_Work to be completed_. For the records below, print the lines from the line with "if blob.len() <" through the line with "let a = cipher.encrypt(&sample()).unwrap();" exactly as written; include both end lines and exclude the rest.

_Source material_.
- - - - - - -

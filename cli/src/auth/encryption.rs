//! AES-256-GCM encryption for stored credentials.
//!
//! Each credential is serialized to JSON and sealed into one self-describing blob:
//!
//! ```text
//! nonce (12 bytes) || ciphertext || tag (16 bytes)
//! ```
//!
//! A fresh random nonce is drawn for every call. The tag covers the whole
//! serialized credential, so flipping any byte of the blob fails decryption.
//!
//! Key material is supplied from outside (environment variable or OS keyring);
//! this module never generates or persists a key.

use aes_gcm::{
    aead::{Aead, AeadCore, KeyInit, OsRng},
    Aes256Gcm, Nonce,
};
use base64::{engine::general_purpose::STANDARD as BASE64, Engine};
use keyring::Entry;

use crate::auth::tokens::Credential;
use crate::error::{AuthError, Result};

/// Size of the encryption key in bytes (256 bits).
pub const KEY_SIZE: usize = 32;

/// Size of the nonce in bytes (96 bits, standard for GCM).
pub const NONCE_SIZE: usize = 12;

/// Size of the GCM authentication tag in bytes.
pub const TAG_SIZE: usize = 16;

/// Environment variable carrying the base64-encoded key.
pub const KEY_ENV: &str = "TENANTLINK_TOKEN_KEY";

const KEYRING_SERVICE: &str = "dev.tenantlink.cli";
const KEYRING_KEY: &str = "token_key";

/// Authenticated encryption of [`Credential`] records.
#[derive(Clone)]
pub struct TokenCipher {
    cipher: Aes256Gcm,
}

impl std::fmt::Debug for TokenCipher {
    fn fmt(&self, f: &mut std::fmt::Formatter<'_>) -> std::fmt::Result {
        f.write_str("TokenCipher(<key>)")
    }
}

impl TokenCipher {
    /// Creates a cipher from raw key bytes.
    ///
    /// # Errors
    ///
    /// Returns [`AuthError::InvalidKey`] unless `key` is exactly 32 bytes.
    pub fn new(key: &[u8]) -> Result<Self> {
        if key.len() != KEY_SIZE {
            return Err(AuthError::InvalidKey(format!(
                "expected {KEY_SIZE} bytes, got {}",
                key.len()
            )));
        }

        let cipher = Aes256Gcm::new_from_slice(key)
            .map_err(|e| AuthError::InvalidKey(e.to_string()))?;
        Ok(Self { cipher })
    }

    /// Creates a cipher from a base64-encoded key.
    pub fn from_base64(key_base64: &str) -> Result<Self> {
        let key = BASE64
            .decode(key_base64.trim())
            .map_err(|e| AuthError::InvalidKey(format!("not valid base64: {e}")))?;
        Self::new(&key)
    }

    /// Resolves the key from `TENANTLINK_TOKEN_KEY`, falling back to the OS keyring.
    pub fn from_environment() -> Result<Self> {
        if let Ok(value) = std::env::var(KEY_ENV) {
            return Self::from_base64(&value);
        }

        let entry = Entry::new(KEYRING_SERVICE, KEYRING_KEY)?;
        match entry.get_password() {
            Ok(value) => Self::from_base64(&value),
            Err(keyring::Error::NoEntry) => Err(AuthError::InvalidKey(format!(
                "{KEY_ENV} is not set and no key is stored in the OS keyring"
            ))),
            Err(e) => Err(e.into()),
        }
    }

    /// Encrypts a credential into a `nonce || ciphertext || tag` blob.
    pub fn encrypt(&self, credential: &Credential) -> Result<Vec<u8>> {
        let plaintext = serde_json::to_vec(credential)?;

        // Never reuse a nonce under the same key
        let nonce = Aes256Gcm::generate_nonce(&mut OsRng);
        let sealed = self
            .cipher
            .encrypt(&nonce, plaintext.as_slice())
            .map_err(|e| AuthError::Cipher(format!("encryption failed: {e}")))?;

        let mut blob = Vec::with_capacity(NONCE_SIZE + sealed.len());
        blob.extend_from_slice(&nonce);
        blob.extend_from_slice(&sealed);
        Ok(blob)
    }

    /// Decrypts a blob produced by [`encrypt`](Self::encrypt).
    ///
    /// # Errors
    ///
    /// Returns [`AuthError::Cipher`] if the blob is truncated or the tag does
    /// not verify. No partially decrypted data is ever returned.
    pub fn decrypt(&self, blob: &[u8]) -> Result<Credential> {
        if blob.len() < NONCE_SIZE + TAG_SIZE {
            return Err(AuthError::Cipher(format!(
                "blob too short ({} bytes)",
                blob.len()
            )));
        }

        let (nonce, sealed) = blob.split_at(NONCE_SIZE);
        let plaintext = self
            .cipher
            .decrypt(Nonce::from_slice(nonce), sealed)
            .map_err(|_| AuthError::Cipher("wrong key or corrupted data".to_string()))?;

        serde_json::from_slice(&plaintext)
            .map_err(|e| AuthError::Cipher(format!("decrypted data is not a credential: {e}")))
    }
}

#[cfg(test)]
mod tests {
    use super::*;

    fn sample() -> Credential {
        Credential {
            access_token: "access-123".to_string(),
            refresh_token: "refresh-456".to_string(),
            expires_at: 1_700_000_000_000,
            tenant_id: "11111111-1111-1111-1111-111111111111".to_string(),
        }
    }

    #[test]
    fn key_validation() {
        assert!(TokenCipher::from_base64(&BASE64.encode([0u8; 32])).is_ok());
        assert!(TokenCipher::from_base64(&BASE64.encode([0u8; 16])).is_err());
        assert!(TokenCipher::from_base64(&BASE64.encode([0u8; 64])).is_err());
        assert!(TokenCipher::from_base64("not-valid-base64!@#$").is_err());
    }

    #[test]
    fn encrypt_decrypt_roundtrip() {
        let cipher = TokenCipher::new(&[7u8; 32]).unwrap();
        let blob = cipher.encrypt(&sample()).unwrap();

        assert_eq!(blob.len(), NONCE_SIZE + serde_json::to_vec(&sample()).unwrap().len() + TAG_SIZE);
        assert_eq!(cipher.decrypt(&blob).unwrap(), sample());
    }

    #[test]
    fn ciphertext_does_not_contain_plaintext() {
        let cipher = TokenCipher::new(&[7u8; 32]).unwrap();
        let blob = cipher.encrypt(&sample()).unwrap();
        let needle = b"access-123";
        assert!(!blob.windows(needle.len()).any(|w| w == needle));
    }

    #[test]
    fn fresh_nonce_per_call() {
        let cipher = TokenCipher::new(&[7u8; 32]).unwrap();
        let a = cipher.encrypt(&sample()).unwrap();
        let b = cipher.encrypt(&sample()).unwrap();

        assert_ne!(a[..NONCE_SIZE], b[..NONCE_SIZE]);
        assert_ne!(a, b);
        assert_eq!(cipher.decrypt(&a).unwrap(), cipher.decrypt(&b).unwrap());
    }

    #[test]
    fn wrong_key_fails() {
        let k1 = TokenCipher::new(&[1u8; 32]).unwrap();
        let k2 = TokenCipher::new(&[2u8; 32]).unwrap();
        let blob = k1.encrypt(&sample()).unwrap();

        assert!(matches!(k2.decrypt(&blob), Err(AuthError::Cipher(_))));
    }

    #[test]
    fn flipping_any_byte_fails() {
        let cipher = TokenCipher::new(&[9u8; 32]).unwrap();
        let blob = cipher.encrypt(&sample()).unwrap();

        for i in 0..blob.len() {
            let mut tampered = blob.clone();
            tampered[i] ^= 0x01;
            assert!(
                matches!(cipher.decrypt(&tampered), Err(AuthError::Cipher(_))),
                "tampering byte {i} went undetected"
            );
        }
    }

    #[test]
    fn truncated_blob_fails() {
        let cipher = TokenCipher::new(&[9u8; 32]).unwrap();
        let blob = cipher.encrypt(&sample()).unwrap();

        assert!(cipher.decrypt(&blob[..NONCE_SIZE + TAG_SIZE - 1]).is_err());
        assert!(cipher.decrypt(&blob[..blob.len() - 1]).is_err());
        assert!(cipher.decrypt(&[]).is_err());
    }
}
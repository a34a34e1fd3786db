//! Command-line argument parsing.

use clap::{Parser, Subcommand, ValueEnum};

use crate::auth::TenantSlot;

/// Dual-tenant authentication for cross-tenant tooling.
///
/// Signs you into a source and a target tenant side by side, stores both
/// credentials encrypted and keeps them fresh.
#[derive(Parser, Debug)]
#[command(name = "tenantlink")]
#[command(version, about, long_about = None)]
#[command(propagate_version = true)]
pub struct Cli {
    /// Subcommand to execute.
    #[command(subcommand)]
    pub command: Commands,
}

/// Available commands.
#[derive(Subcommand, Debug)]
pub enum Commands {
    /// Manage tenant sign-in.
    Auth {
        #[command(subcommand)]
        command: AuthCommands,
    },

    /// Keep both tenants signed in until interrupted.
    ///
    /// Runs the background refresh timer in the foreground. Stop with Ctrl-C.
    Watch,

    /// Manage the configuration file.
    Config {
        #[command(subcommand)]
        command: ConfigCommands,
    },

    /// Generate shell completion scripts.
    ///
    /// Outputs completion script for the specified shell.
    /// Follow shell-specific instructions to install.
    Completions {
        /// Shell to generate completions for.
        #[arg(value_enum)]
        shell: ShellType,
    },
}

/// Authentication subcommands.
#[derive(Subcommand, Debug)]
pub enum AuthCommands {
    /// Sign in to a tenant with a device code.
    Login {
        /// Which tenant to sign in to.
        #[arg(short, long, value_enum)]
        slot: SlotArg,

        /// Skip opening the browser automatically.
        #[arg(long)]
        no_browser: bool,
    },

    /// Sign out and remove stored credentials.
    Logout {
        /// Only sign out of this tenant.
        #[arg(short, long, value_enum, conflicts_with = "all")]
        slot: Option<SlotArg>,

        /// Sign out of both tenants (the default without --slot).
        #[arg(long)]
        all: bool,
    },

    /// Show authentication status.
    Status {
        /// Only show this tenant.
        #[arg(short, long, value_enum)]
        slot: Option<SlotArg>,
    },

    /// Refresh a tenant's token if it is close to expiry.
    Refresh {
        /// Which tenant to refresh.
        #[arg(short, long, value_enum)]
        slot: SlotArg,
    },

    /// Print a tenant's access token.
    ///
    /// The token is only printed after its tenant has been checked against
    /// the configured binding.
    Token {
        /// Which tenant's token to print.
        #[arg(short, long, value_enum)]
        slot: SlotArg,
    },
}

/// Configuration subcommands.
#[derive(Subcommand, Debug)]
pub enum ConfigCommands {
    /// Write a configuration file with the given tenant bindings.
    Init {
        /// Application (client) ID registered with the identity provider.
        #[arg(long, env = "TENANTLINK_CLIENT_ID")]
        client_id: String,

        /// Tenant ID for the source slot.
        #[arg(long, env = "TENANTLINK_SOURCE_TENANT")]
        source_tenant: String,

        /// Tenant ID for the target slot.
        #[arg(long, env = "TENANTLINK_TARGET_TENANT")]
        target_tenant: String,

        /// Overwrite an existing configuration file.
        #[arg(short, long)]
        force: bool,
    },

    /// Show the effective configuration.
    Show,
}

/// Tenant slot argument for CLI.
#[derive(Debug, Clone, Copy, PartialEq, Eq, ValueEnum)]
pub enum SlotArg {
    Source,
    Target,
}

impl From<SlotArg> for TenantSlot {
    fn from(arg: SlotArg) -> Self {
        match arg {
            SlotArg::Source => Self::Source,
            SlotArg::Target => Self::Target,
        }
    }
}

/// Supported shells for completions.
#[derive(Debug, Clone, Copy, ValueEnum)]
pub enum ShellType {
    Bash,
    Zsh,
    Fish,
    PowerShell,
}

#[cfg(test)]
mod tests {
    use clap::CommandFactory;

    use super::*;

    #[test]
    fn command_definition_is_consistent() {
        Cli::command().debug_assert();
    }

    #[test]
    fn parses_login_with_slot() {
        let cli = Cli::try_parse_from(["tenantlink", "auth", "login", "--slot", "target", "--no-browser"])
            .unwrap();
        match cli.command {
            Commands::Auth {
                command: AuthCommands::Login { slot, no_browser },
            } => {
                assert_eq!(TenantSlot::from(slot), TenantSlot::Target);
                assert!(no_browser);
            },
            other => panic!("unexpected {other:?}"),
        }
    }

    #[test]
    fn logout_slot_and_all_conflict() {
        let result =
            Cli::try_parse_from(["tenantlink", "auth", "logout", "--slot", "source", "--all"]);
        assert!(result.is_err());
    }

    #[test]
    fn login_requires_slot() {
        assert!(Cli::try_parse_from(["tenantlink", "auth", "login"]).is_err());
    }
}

- - - - - - -

_Finished task_.
        if blob.len() < NONCE_SIZE + TAG_SIZE {
            return Err(AuthError::Cipher(format!(
                "blob too short ({} bytes)",
                blob.len()
            )));
        }

        let (nonce, sealed) = blob.split_at(NONCE_SIZE);
        let plaintext = self
            .cipher
            .decrypt(Nonce::from_slice(nonce), sealed)
            .map_err(|_| AuthError::Cipher("wrong key or corrupted data".to_string()))?;

        serde_json::from_slice(&plaintext)
            .map_err(|e| AuthError::Cipher(format!("decrypted data is not a credential: {e}")))
    }
}

#[cfg(test)]
mod tests {
    use super::*;

    fn sample() -> Credential {
        Credential {
            access_token: "access-123".to_string(),
            refresh_token: "refresh-456".to_string(),
            expires_at: 1_700_000_000_000,
            tenant_id: "11111111-1111-1111-1111-111111111111".to_string(),
        }
    }

    #[test]
    fn key_validation() {
        assert!(TokenCipher::from_base64(&BASE64.encode([0u8; 32])).is_ok());
        assert!(TokenCipher::from_base64(&BASE64.encode([0u8; 16])).is_err());
        assert!(TokenCipher::from_base64(&BASE64.encode([0u8; 64])).is_err());
        assert!(TokenCipher::from_base64("not-valid-base64!@#$").is_err());
    }

    #[test]
    fn encrypt_decrypt_roundtrip() {
        let cipher = TokenCipher::new(&[7u8; 32]).unwrap();
        let blob = cipher.encrypt(&sample()).unwrap();

        assert_eq!(blob.len(), NONCE_SIZE + serde_json::to_vec(&sample()).unwrap().len() + TAG_SIZE);
        assert_eq!(cipher.decrypt(&blob).unwrap(), sample());
    }

    #[test]
    fn ciphertext_does_not_contain_plaintext() {
        let cipher = TokenCipher::new(&[7u8; 32]).unwrap();
        let blob = cipher.encrypt(&sample()).unwrap();
        let needle = b"access-123";
        assert!(!blob.windows(needle.len()).any(|w| w == needle));
    }

    #[test]
    fn fresh_nonce_per_call() {
        let cipher = TokenCipher::new(&[7u8; 32]).unwrap();
        let a = cipher.encrypt(&sample()).unwrap();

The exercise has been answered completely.